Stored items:
*** Block opens ***
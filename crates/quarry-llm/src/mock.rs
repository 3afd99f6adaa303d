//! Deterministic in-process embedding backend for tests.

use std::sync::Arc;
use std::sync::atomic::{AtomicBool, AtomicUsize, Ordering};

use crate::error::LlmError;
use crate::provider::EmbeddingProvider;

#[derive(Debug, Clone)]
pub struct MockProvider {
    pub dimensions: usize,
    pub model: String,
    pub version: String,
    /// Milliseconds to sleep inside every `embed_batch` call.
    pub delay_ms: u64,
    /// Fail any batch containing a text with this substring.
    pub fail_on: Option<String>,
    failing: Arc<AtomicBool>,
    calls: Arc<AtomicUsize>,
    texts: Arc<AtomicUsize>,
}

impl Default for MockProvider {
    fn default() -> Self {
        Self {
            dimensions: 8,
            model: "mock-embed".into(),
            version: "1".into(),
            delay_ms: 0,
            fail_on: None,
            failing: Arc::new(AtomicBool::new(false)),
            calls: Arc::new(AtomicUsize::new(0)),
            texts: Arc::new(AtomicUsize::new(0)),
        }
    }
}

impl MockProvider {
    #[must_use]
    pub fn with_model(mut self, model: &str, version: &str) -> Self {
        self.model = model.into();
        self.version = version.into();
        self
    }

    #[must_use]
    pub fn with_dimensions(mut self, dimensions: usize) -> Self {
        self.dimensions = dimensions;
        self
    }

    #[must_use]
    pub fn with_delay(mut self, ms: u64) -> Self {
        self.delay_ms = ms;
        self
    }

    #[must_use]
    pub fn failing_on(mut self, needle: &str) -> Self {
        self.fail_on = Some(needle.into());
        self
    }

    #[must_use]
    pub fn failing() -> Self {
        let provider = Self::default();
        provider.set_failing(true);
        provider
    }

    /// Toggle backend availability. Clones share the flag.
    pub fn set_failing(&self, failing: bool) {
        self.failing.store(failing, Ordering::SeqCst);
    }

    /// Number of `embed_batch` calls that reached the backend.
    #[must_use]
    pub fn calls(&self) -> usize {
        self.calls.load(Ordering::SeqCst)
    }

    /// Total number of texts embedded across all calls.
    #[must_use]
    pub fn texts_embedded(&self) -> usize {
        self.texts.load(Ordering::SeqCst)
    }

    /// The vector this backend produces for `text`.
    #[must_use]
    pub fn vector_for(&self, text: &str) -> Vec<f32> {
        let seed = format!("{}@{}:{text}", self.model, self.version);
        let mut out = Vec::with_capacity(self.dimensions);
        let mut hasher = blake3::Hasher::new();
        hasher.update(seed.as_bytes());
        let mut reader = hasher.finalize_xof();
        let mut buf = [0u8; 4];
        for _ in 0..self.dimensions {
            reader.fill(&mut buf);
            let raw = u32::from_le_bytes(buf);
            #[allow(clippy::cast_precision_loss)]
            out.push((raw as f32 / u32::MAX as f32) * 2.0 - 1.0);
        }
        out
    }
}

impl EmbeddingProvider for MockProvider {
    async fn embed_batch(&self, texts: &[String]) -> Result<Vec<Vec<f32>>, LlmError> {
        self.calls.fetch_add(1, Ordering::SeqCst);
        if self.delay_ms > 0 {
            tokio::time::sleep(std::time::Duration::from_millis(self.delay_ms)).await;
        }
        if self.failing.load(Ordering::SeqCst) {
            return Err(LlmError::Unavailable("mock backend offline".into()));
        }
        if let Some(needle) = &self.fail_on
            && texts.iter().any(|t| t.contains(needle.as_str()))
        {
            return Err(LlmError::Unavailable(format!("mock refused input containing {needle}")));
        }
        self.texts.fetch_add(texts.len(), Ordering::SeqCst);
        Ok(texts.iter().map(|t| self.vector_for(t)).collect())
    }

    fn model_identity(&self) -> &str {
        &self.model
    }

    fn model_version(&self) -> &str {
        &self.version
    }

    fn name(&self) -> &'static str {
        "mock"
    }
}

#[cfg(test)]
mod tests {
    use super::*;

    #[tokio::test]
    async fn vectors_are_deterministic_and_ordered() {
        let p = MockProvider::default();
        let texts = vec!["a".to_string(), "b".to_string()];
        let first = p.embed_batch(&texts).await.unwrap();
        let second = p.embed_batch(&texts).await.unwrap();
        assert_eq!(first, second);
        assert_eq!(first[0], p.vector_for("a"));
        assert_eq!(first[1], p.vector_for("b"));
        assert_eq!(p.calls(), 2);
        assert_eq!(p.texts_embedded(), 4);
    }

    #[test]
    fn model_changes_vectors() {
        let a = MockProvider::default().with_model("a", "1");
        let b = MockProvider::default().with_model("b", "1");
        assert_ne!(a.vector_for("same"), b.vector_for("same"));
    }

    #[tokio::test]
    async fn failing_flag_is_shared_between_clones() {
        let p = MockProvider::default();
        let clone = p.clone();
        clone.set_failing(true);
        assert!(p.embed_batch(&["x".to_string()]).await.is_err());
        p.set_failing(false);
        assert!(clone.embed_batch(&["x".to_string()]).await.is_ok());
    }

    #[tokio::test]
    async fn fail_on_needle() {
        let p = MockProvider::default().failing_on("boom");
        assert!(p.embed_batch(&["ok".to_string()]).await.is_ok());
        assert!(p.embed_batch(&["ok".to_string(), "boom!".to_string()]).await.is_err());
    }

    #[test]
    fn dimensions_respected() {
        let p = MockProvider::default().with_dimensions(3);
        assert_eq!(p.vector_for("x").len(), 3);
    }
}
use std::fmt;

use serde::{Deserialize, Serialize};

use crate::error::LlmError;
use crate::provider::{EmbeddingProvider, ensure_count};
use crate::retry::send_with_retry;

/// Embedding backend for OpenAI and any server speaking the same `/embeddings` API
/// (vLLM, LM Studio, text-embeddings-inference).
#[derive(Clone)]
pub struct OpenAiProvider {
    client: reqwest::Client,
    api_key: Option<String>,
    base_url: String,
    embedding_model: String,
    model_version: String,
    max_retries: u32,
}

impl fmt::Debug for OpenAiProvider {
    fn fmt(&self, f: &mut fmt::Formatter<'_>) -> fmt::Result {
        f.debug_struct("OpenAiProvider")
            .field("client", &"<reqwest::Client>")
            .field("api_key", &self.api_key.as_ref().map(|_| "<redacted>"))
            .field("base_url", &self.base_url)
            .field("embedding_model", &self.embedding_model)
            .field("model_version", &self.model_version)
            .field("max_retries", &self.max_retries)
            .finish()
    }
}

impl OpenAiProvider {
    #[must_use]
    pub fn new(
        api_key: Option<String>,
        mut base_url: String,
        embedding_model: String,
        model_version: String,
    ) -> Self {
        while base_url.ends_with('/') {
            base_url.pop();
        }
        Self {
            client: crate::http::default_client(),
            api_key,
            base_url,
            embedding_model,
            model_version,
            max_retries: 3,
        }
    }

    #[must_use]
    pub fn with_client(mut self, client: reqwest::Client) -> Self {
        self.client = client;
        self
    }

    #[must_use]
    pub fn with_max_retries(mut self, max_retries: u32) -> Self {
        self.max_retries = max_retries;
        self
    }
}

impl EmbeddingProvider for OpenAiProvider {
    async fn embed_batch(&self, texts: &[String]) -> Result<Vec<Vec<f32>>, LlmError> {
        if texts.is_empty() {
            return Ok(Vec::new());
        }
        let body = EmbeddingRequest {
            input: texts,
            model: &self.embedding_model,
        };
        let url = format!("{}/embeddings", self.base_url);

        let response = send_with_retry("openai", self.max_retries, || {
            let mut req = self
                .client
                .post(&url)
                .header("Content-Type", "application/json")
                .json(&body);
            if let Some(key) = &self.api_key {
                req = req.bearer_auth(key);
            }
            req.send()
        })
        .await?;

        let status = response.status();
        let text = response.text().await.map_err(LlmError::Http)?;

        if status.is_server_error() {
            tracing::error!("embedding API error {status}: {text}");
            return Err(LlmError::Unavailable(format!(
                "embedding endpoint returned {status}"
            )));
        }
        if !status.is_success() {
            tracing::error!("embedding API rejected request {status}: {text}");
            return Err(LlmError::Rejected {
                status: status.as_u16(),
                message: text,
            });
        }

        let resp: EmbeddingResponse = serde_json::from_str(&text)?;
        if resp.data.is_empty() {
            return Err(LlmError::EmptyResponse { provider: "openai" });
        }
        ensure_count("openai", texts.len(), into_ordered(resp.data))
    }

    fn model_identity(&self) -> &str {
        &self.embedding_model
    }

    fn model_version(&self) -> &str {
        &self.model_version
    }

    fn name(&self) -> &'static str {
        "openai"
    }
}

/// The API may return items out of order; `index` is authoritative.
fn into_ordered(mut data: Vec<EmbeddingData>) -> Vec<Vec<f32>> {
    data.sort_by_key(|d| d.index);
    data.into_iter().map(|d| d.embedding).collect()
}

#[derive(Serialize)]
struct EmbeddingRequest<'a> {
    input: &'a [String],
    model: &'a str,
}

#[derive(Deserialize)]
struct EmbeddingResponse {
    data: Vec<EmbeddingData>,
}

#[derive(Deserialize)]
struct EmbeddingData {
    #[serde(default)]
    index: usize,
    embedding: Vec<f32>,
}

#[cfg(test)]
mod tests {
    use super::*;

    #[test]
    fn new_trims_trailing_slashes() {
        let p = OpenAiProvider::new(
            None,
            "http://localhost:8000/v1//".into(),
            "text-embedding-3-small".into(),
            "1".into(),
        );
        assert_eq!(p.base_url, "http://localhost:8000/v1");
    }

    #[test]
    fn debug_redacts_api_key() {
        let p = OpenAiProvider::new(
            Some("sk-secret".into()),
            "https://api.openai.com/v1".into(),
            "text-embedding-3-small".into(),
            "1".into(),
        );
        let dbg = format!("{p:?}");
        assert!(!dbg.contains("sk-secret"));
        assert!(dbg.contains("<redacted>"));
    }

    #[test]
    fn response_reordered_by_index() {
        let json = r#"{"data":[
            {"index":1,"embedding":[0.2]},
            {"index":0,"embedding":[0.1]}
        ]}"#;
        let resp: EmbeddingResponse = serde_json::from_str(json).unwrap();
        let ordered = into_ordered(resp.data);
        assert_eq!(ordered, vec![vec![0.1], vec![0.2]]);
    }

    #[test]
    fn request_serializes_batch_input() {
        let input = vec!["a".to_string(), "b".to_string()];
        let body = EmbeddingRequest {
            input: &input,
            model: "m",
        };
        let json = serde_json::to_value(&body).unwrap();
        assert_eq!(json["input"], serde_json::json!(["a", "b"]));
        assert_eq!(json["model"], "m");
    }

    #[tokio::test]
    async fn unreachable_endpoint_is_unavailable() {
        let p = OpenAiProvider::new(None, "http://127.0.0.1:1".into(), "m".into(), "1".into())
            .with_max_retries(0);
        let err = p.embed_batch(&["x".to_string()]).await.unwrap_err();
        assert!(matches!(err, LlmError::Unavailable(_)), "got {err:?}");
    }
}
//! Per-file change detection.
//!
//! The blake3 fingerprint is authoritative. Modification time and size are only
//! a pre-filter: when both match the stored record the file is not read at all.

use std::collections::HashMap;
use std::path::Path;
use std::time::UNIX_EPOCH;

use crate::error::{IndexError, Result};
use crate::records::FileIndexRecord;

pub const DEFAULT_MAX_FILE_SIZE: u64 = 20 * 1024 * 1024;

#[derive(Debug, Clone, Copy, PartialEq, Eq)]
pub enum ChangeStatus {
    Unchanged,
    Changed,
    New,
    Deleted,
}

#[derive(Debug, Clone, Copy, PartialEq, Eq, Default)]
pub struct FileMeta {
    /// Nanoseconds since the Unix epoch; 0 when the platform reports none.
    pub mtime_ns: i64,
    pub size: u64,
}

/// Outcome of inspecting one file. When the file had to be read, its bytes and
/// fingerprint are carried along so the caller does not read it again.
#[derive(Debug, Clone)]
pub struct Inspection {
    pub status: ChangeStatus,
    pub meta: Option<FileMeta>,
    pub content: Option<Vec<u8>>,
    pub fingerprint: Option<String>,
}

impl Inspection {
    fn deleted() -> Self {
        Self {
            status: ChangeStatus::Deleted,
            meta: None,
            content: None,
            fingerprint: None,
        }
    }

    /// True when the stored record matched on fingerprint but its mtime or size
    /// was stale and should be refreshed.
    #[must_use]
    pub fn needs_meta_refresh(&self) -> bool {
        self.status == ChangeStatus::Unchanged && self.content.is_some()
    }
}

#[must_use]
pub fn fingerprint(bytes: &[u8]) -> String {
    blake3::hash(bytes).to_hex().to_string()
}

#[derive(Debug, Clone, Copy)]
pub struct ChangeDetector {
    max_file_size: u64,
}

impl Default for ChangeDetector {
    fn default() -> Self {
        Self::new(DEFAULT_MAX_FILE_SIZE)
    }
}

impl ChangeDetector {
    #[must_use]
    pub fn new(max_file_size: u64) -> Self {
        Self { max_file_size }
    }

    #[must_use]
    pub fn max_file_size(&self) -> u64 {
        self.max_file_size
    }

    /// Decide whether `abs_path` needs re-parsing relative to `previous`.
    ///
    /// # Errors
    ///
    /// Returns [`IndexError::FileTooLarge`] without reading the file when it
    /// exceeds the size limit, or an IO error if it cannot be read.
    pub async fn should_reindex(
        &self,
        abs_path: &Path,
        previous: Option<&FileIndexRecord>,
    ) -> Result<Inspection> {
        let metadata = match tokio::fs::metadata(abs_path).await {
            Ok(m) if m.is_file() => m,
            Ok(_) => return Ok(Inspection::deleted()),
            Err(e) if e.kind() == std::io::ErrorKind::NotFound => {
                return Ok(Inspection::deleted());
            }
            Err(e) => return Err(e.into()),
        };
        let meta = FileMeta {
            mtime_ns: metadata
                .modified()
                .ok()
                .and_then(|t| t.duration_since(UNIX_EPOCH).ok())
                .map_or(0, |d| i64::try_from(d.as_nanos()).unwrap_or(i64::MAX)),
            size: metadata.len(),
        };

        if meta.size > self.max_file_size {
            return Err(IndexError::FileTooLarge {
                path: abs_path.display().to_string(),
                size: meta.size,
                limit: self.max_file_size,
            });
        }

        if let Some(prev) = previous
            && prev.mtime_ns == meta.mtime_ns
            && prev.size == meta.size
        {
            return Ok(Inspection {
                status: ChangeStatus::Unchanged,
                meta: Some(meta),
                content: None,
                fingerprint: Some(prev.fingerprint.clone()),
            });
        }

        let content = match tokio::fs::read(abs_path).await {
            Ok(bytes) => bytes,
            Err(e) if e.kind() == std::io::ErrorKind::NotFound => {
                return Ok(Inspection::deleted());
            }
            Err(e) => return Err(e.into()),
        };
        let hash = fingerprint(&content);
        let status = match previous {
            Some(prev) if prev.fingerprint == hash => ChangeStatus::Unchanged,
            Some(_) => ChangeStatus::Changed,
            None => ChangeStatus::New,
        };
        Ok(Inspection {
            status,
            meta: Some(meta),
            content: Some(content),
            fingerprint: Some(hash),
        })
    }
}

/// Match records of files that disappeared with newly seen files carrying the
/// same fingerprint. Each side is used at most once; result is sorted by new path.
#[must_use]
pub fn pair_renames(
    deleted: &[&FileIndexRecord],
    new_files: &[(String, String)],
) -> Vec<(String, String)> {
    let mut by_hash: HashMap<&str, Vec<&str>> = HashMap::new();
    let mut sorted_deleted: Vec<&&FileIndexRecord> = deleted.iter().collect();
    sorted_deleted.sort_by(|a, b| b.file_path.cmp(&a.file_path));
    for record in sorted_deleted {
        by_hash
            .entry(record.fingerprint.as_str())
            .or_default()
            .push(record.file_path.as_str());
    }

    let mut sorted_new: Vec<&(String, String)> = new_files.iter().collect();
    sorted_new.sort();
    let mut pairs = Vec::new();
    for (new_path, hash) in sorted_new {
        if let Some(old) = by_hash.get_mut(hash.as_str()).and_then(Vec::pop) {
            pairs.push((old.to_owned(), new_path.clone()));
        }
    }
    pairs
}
*** Block closes ***
*** Block opens ***
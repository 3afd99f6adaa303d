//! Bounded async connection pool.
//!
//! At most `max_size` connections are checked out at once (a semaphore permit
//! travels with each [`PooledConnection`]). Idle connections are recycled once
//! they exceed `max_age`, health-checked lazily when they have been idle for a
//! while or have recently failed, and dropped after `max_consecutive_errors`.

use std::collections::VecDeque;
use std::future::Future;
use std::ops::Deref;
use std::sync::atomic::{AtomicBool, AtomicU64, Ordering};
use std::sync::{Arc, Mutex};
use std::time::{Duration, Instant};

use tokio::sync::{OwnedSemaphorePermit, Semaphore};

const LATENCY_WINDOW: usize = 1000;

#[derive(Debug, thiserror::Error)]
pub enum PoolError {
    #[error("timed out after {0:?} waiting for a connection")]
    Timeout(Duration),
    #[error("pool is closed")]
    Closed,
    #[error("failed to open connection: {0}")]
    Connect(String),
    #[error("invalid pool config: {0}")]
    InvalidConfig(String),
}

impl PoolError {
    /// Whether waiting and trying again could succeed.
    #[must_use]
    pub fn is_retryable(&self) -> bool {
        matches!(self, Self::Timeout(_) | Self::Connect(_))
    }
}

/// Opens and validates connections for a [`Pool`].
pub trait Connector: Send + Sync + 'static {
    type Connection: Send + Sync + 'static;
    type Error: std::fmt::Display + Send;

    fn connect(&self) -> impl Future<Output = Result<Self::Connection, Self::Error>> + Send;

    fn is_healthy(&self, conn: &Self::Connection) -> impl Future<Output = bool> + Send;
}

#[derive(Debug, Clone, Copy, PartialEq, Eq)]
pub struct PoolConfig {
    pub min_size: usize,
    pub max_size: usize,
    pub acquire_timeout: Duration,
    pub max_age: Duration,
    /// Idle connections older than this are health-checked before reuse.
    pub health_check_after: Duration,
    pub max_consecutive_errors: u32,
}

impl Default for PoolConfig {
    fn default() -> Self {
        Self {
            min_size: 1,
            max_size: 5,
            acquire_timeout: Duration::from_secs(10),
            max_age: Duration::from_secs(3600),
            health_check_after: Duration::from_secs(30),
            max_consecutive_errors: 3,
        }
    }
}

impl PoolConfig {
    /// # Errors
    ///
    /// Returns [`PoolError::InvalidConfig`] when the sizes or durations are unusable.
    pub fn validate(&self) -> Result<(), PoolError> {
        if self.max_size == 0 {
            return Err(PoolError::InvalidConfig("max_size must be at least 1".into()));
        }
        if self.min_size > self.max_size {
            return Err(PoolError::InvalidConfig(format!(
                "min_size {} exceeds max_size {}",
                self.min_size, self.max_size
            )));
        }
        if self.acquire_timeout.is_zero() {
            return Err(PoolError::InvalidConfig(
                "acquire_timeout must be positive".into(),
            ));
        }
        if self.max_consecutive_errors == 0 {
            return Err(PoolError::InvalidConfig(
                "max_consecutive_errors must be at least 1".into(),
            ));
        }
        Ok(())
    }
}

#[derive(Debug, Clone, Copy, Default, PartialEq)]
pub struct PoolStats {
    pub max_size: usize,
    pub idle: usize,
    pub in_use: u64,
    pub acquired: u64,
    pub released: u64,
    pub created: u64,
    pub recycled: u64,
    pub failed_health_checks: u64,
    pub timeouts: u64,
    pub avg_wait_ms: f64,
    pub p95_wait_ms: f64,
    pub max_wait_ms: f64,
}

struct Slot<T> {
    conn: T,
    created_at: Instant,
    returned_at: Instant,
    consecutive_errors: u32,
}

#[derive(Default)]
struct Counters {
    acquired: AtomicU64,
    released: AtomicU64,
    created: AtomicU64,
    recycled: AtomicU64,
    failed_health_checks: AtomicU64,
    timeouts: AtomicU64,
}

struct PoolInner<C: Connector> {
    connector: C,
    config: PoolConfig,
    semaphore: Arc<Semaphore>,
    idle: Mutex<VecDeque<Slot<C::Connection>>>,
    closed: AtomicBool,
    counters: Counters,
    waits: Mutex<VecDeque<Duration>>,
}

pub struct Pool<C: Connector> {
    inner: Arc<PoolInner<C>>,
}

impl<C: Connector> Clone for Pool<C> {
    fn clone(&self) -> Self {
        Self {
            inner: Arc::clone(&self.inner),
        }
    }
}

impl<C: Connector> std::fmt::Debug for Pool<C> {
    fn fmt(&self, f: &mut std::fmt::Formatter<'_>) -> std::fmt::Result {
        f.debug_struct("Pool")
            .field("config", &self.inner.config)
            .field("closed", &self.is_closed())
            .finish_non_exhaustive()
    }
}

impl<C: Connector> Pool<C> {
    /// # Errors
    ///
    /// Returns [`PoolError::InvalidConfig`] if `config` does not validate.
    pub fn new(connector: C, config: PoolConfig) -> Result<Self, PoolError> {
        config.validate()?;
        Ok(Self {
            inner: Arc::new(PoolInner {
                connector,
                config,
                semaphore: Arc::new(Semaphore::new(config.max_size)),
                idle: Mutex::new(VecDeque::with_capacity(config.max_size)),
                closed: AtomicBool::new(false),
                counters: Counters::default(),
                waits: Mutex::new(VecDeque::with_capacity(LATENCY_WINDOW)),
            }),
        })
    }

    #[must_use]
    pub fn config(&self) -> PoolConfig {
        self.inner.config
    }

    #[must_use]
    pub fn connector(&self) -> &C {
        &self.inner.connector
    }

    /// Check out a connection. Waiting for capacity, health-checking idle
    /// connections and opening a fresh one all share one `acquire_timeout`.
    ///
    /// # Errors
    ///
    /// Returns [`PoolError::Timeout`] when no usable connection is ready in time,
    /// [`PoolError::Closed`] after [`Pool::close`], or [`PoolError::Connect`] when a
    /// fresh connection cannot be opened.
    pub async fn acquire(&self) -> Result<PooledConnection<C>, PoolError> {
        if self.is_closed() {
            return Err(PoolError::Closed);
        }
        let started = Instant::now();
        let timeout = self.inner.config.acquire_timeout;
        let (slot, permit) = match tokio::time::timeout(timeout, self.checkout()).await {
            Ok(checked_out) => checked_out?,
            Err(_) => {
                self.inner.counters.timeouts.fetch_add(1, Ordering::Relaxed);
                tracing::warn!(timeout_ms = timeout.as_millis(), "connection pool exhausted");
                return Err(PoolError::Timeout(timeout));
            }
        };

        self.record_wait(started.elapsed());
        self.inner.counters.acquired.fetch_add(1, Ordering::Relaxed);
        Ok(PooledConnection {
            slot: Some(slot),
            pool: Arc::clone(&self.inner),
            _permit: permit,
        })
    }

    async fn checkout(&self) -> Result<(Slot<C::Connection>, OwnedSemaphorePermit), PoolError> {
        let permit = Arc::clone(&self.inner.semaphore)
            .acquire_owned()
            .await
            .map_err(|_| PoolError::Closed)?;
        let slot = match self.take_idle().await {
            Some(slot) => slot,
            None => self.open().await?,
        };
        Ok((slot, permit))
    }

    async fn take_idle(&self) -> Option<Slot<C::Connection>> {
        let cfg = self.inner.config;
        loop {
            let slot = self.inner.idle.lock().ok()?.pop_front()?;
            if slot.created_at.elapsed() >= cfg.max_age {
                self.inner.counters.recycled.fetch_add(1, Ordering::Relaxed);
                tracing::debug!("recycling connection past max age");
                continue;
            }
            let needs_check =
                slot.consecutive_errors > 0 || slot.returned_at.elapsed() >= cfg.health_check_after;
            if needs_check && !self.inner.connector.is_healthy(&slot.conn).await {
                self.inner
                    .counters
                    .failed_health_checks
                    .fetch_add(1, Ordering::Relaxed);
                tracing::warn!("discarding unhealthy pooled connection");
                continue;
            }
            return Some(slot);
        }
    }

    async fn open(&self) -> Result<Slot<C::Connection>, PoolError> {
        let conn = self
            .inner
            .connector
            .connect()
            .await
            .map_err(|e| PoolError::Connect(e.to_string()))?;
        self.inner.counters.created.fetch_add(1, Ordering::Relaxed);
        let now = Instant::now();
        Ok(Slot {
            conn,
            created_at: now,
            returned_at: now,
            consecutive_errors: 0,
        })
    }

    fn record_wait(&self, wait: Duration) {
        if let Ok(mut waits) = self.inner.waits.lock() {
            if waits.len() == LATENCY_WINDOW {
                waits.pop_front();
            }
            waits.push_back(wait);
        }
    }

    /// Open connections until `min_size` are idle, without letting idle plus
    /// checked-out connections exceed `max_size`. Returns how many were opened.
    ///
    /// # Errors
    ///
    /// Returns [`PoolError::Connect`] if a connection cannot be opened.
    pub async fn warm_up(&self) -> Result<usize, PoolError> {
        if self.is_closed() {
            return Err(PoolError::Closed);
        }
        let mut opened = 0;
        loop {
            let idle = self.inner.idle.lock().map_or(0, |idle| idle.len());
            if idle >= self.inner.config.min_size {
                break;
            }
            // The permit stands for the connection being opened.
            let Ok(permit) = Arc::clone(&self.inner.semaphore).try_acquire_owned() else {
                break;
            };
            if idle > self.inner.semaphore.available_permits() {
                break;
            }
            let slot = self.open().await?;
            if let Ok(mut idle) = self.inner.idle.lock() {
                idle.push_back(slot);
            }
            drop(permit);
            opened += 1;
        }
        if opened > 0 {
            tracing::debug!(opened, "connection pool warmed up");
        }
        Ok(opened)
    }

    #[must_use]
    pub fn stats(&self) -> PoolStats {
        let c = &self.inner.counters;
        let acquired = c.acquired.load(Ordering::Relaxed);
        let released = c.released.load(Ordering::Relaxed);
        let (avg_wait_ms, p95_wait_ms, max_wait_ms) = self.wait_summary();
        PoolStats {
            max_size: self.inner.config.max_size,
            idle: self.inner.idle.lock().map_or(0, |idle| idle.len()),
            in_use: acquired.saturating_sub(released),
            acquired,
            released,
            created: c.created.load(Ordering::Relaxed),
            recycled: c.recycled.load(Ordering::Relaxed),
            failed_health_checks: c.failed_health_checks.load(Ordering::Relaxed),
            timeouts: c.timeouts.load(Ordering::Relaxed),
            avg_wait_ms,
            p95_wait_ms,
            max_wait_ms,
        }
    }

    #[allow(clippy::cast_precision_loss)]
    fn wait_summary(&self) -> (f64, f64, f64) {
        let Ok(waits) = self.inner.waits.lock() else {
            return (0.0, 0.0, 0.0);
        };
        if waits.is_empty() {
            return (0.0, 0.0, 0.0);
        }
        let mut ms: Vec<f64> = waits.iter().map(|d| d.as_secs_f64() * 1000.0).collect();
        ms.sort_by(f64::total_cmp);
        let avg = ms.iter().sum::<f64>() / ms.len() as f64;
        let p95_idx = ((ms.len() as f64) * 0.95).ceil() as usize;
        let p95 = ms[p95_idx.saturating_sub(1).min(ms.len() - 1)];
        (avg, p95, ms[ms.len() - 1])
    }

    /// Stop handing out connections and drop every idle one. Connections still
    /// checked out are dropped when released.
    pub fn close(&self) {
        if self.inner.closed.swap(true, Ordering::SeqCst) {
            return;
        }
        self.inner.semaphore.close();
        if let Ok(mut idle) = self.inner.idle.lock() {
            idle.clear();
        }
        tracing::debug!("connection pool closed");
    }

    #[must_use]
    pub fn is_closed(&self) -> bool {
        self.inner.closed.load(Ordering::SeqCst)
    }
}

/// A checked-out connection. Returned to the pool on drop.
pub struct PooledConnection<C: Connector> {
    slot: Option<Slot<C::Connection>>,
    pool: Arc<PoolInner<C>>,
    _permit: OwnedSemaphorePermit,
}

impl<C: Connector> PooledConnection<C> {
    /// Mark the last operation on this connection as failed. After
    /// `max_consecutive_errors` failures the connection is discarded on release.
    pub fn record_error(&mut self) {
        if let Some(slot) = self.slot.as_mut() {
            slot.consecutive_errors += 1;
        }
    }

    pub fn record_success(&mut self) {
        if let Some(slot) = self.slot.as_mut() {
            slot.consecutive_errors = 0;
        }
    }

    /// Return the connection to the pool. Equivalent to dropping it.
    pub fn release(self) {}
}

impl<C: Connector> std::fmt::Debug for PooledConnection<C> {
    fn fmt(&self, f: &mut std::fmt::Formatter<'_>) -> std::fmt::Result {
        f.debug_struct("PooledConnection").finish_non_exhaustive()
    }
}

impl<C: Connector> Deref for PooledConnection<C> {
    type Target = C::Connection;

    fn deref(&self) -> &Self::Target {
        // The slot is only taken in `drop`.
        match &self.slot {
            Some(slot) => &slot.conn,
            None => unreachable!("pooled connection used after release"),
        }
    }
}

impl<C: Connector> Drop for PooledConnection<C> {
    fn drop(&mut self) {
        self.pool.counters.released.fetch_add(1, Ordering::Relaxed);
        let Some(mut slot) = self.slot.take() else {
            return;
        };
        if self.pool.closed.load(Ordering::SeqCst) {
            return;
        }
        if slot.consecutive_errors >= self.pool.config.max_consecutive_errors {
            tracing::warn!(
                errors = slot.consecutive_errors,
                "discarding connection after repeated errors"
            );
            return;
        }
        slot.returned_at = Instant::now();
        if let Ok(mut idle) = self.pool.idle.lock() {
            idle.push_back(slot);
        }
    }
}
*** Block closes ***
=== WHAT YOU NEED TO DO ===
Where a line in the records above contains the string "exceeds", copy that line.

=== SOLUTION BELOW ===
    /// exceeds the size limit, or an IO error if it cannot be read.
                "min_size {} exceeds max_size {}",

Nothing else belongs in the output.